REQUIRED ACTION: Each line of the entries, from the first to the line containing "price + 1500", is to be transcribed exactly as it stands; include no other lines.

GIVEN RECORDS:
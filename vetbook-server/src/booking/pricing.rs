//! Price Calculator
//!
//! Logic for computing reservation totals.
//! Uses rust_decimal for precise calculations, stores as f64.

use rust_decimal::prelude::*;

/// Rounding strategy for monetary values (2 decimal places, half-up)
const DECIMAL_PLACES: u32 = 2;

/// Convert f64 to Decimal for calculation
#[inline]
fn to_decimal(value: f64) -> Decimal {
    Decimal::from_f64(value).unwrap_or_default()
}

/// Convert Decimal back to f64 for storage, rounded to 2 decimal places
#[inline]
fn to_f64(value: Decimal) -> f64 {
    value
        .round_dp_with_strategy(DECIMAL_PLACES, RoundingStrategy::MidpointAwayFromZero)
        .to_f64()
        .unwrap_or_default()
}

/// Boarding charge for a stay: `daily_rate × days`, rounded to currency
/// precision
pub fn boarding_charge(daily_rate: f64, days: i64) -> f64 {
    let charge = to_decimal(daily_rate) * Decimal::from(days.max(0));
    to_f64(charge.max(Decimal::ZERO))
}

/// Total charge for a reservation.
///
/// `service_price × pet_count`, plus `daily_rate × days` for boarding
/// stays. The per-pet price is a flat multiplier of the single service
/// price; there is no per-pet differentiation by size or species.
///
/// Pure function of its inputs — re-derivable at audit time from the
/// persisted reservation fields.
pub fn compute_total(service_price: f64, pet_count: u32, boarding: Option<(f64, i64)>) -> f64 {
    let mut total = to_decimal(service_price) * Decimal::from(pet_count);
    if let Some((daily_rate, days)) = boarding {
        total += to_decimal(daily_rate) * Decimal::from(days.max(0));
    }
    to_f64(total.max(Decimal::ZERO))
}

#[cfg(test)]
mod tests {
    use super::*;

    #[test]
    fn test_single_pet_regular() {
        assert_eq!(compute_total(300.0, 1, None), 300.0);
    }

    #[test]
    fn test_multi_pet_flat_multiplier() {
        // 3 pets on one regular-service reservation, price 300 → 900
        assert_eq!(compute_total(300.0, 3, None), 900.0);
    }

    #[test]
    fn test_boarding_adds_daily_rate() {
        // 1 pet, daily_rate 500, 3 nights → service price + 1500
        assert_eq!(compute_total(250.0, 1, Some((500.0, 3))), 1750.0);
    }

    #[test]
    fn test_multi_pet_boarding() {
        // Per-pet multiplier applies to the service price only; the cage
        // is charged once per stay
        assert_eq!(compute_total(250.0, 2, Some((500.0, 3))), 2000.0);
    }

    #[test]
    fn test_boarding_charge_alone() {
        assert_eq!(boarding_charge(500.0, 3), 1500.0);
        assert_eq!(boarding_charge(499.99, 2), 999.98);
    }

    #[test]
    fn test_free_service() {
        assert_eq!(compute_total(0.0, 5, None), 0.0);
    }

    // ========== Precision tests ==========

    #[test]
    fn test_precision_fractional_price() {
        // 3 × 99.99 = 299.97 exactly, no float drift
        assert_eq!(compute_total(99.99, 3, None), 299.97);
    }

    #[test]
    fn test_precision_rounding_half_up() {
        // 3 × 0.335 = 1.005 → rounds to 1.01 (half-up)
        assert_eq!(compute_total(0.335, 3, None), 1.01);
    }

    #[test]
    fn test_negative_days_clamped() {
        assert_eq!(boarding_charge(500.0, -1), 0.0);
        assert_eq!(compute_total(300.0, 1, Some((500.0, -2))), 300.0);
    }
}
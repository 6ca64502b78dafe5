//! Cage API Handlers

use axum::{
    Json,
    extract::{Path, Query, State},
};
use serde::Deserialize;

use crate::core::ServerState;
use crate::db::models::{Cage, CageCreate, CageStatus, CageType, CageUpdate};
use crate::db::repository::CageRepository;
use crate::utils::AppResult;
use crate::utils::validation::{MAX_NAME_LEN, validate_required_text};

/// Query params for listing cages
#[derive(Debug, Deserialize)]
pub struct ListQuery {
    pub status: Option<CageStatus>,
    #[serde(rename = "type")]
    pub cage_type: Option<CageType>,
}

/// GET /api/cages - 获取笼位列表
pub async fn list(
    State(state): State<ServerState>,
    Query(query): Query<ListQuery>,
) -> AppResult<Json<Vec<Cage>>> {
    let repo = CageRepository::new(state.db.clone());
    let cages = repo.find_all(query.status, query.cage_type).await?;
    Ok(Json(cages))
}

/// GET /api/cages/:id - 获取单个笼位
pub async fn get_by_id(
    State(state): State<ServerState>,
    Path(id): Path<String>,
) -> AppResult<Json<Cage>> {
    let repo = CageRepository::new(state.db.clone());
    let cage = repo
        .find_by_id(&id)
        .await?
        .ok_or_else(|| crate::utils::AppError::not_found(format!("Cage {} not found", id)))?;
    Ok(Json(cage))
}

/// POST /api/cages - 创建笼位
pub async fn create(
    State(state): State<ServerState>,
    Json(payload): Json<CageCreate>,
) -> AppResult<Json<Cage>> {
    validate_required_text(&payload.cage_number, "cage_number", MAX_NAME_LEN)?;
    let repo = CageRepository::new(state.db.clone());
    let cage = repo.create(payload).await?;
    Ok(Json(cage))
}

/// PUT /api/cages/:id - 更新笼位
pub async fn update(
    State(state): State<ServerState>,
    Path(id): Path<String>,
    Json(payload): Json<CageUpdate>,
) -> AppResult<Json<Cage>> {
    if let Some(number) = &payload.cage_number {
        validate_required_text(number, "cage_number", MAX_NAME_LEN)?;
    }
    let repo = CageRepository::new(state.db.clone());
    let cage = repo.update(&id, payload).await?;
    Ok(Json(cage))
}

/// DELETE /api/cages/:id - 删除笼位
///
/// 有活跃预约引用时返回 409，不允许孤儿预约。
pub async fn delete(
    State(state): State<ServerState>,
    Path(id): Path<String>,
) -> AppResult<Json<bool>> {
    let repo = CageRepository::new(state.db.clone());
    let result = repo.delete(&id).await?;
    Ok(Json(result))
}
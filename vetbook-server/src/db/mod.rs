//! Database Module
//!
//! Embedded SurrealDB (RocksDB backend). Tables are schemaless with a
//! handful of idempotent definitions applied at startup.

pub mod models;
pub mod repository;

use crate::utils::AppError;
use surrealdb::Surreal;
use surrealdb::engine::local::{Db, RocksDb};

/// Database service — owns the embedded SurrealDB handle
#[derive(Clone)]
pub struct DbService {
    pub db: Surreal<Db>,
}

impl DbService {
    /// Open (or create) the embedded database at `db_path`
    pub async fn new(db_path: &str) -> Result<Self, AppError> {
        let db: Surreal<Db> = Surreal::new::<RocksDb>(db_path)
            .await
            .map_err(|e| AppError::database(format!("Failed to open database: {e}")))?;
        db.use_ns("vetbook")
            .use_db("clinic")
            .await
            .map_err(|e| AppError::database(format!("Failed to select namespace: {e}")))?;

        let service = Self { db };
        service.define_schema().await?;

        tracing::info!("Database ready at {}", db_path);
        Ok(service)
    }

    /// Idempotent table/index definitions
    async fn define_schema(&self) -> Result<(), AppError> {
        self.db
            .query(
                "DEFINE TABLE IF NOT EXISTS cage SCHEMALESS;
                 DEFINE INDEX IF NOT EXISTS cage_number_unique ON TABLE cage COLUMNS cage_number UNIQUE;
                 DEFINE TABLE IF NOT EXISTS service SCHEMALESS;
                 DEFINE TABLE IF NOT EXISTS pet SCHEMALESS;
                 DEFINE TABLE IF NOT EXISTS reservation SCHEMALESS;
                 DEFINE INDEX IF NOT EXISTS reservation_status ON TABLE reservation COLUMNS status;",
            )
            .await
            .map_err(|e| AppError::database(format!("Failed to define schema: {e}")))?;
        Ok(())
    }
}
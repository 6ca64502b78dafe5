use vetbook_server::{Config, Server, ServerState, print_banner, setup_environment};

#[tokio::main]
async fn main() -> Result<(), Box<dyn std::error::Error>> {
    // 1. 设置环境 (dotenv, 日志)
    setup_environment()?;

    // 打印横幅
    print_banner();

    tracing::info!("🐾 VetBook server starting...");

    // 2. 加载配置
    let config = Config::from_env();

    // 3. 初始化服务器状态
    let state = ServerState::initialize(&config).await;

    // 4. 启动 HTTP 服务器
    let server = Server::with_state(config, state);

    if let Err(e) = server.run().await {
        tracing::error!("Server error: {}", e);
        return Err(e.into());
    }

    Ok(())
}
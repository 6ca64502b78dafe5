//! Verification Gate
//!
//! Manual review decisions for payment receipts and boarding documents.
//! Decisions mutate the reservation's review fields and, where the rules
//! say so, force a status move — they never trigger automatic follow-up
//! transitions (approving a receipt does not start boarding).

use serde::{Deserialize, Serialize};

use crate::db::models::{Reservation, ReservationStatus, VerifyStatus};

use super::error::BookingError;

/// Which boarding document a decision applies to
#[derive(Debug, Clone, Copy, Serialize, Deserialize, PartialEq, Eq)]
#[serde(rename_all = "snake_case")]
pub enum DocumentSubject {
    Id,
    Signature,
}

impl DocumentSubject {
    pub fn as_str(&self) -> &'static str {
        match self {
            DocumentSubject::Id => "id",
            DocumentSubject::Signature => "signature",
        }
    }
}

impl std::fmt::Display for DocumentSubject {
    fn fmt(&self, f: &mut std::fmt::Formatter<'_>) -> std::fmt::Result {
        f.write_str(self.as_str())
    }
}

fn ensure_open(reservation: &Reservation) -> Result<(), BookingError> {
    if reservation.status.is_terminal() {
        return Err(BookingError::ReservationClosed(
            reservation.id_string(),
            reservation.status,
        ));
    }
    Ok(())
}

/// Apply a receipt review decision.
///
/// Approval marks the reservation `PAID` regardless of its prior
/// (non-terminal) status; rejection forces it back to `PENDING_PAYMENT`.
pub fn apply_receipt_decision(
    reservation: &mut Reservation,
    approved: bool,
    actor: &str,
    now: i64,
) -> Result<(), BookingError> {
    ensure_open(reservation)?;
    if !reservation.receipt.supplied() {
        return Err(BookingError::Validation(
            "No receipt has been uploaded for this reservation".into(),
        ));
    }

    reservation.receipt.reviewed_at = Some(now);
    reservation.receipt.reviewed_by = Some(actor.to_string());
    if approved {
        reservation.receipt.status = VerifyStatus::Approved;
        reservation.receipt.rejection_reason = None;
        reservation.status = ReservationStatus::Paid;
    } else {
        reservation.receipt.status = VerifyStatus::Rejected;
        reservation.status = ReservationStatus::PendingPayment;
    }
    Ok(())
}

/// Apply an ID / signature review decision.
///
/// A rejection requires a reason and invalidates the whole boarding
/// reservation: staff must reacquire a corrected document before
/// re-attempting, so the reservation moves to `REJECTED`. An approval
/// only flips the document's own flag — the state machine requires both
/// documents approved before boarding may start.
pub fn apply_document_decision(
    reservation: &mut Reservation,
    subject: DocumentSubject,
    approved: bool,
    rejection_reason: Option<String>,
    actor: &str,
    now: i64,
) -> Result<(), BookingError> {
    ensure_open(reservation)?;
    if !reservation.booking.is_boarding() {
        return Err(BookingError::Validation(
            "Identity documents apply to boarding reservations only".into(),
        ));
    }

    let reason = if approved {
        None
    } else {
        Some(
            rejection_reason
                .filter(|r| !r.trim().is_empty())
                .ok_or(BookingError::MissingRejectionReason)?,
        )
    };

    let document = match subject {
        DocumentSubject::Id => &mut reservation.id_document,
        DocumentSubject::Signature => &mut reservation.signature,
    };
    if !document.supplied() {
        return Err(BookingError::Validation(format!(
            "No {} document has been uploaded for this reservation",
            subject
        )));
    }

    document.reviewed_at = Some(now);
    document.reviewed_by = Some(actor.to_string());
    if approved {
        document.status = VerifyStatus::Approved;
        document.rejection_reason = None;
    } else {
        document.status = VerifyStatus::Rejected;
        document.rejection_reason = reason;
        reservation.status = ReservationStatus::Rejected;
    }
    Ok(())
}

EXERCISE ANSWER:
filename vetbook-server/src/booking/pricing.rs
//! Price Calculator
//!
//! Logic for computing reservation totals.
//! Uses rust_decimal for precise calculations, stores as f64.

use rust_decimal::prelude::*;

/// Rounding strategy for monetary values (2 decimal places, half-up)
const DECIMAL_PLACES: u32 = 2;

/// Convert f64 to Decimal for calculation
#[inline]
fn to_decimal(value: f64) -> Decimal {
    Decimal::from_f64(value).unwrap_or_default()
}

/// Convert Decimal back to f64 for storage, rounded to 2 decimal places
#[inline]
fn to_f64(value: Decimal) -> f64 {
    value
        .round_dp_with_strategy(DECIMAL_PLACES, RoundingStrategy::MidpointAwayFromZero)
        .to_f64()
        .unwrap_or_default()
}

/// Boarding charge for a stay: `daily_rate × days`, rounded to currency
/// precision
pub fn boarding_charge(daily_rate: f64, days: i64) -> f64 {
    let charge = to_decimal(daily_rate) * Decimal::from(days.max(0));
    to_f64(charge.max(Decimal::ZERO))
}

/// Total charge for a reservation.
///
/// `service_price × pet_count`, plus `daily_rate × days` for boarding
/// stays. The per-pet price is a flat multiplier of the single service
/// price; there is no per-pet differentiation by size or species.
///
/// Pure function of its inputs — re-derivable at audit time from the
/// persisted reservation fields.
pub fn compute_total(service_price: f64, pet_count: u32, boarding: Option<(f64, i64)>) -> f64 {
    let mut total = to_decimal(service_price) * Decimal::from(pet_count);
    if let Some((daily_rate, days)) = boarding {
        total += to_decimal(daily_rate) * Decimal::from(days.max(0));
    }
    to_f64(total.max(Decimal::ZERO))
}

#[cfg(test)]
mod tests {
    use super::*;

    #[test]
    fn test_single_pet_regular() {
        assert_eq!(compute_total(300.0, 1, None), 300.0);
    }

    #[test]
    fn test_multi_pet_flat_multiplier() {
        // 3 pets on one regular-service reservation, price 300 → 900
        assert_eq!(compute_total(300.0, 3, None), 900.0);
    }

    #[test]
    fn test_boarding_adds_daily_rate() {
        // 1 pet, daily_rate 500, 3 nights → service price + 1500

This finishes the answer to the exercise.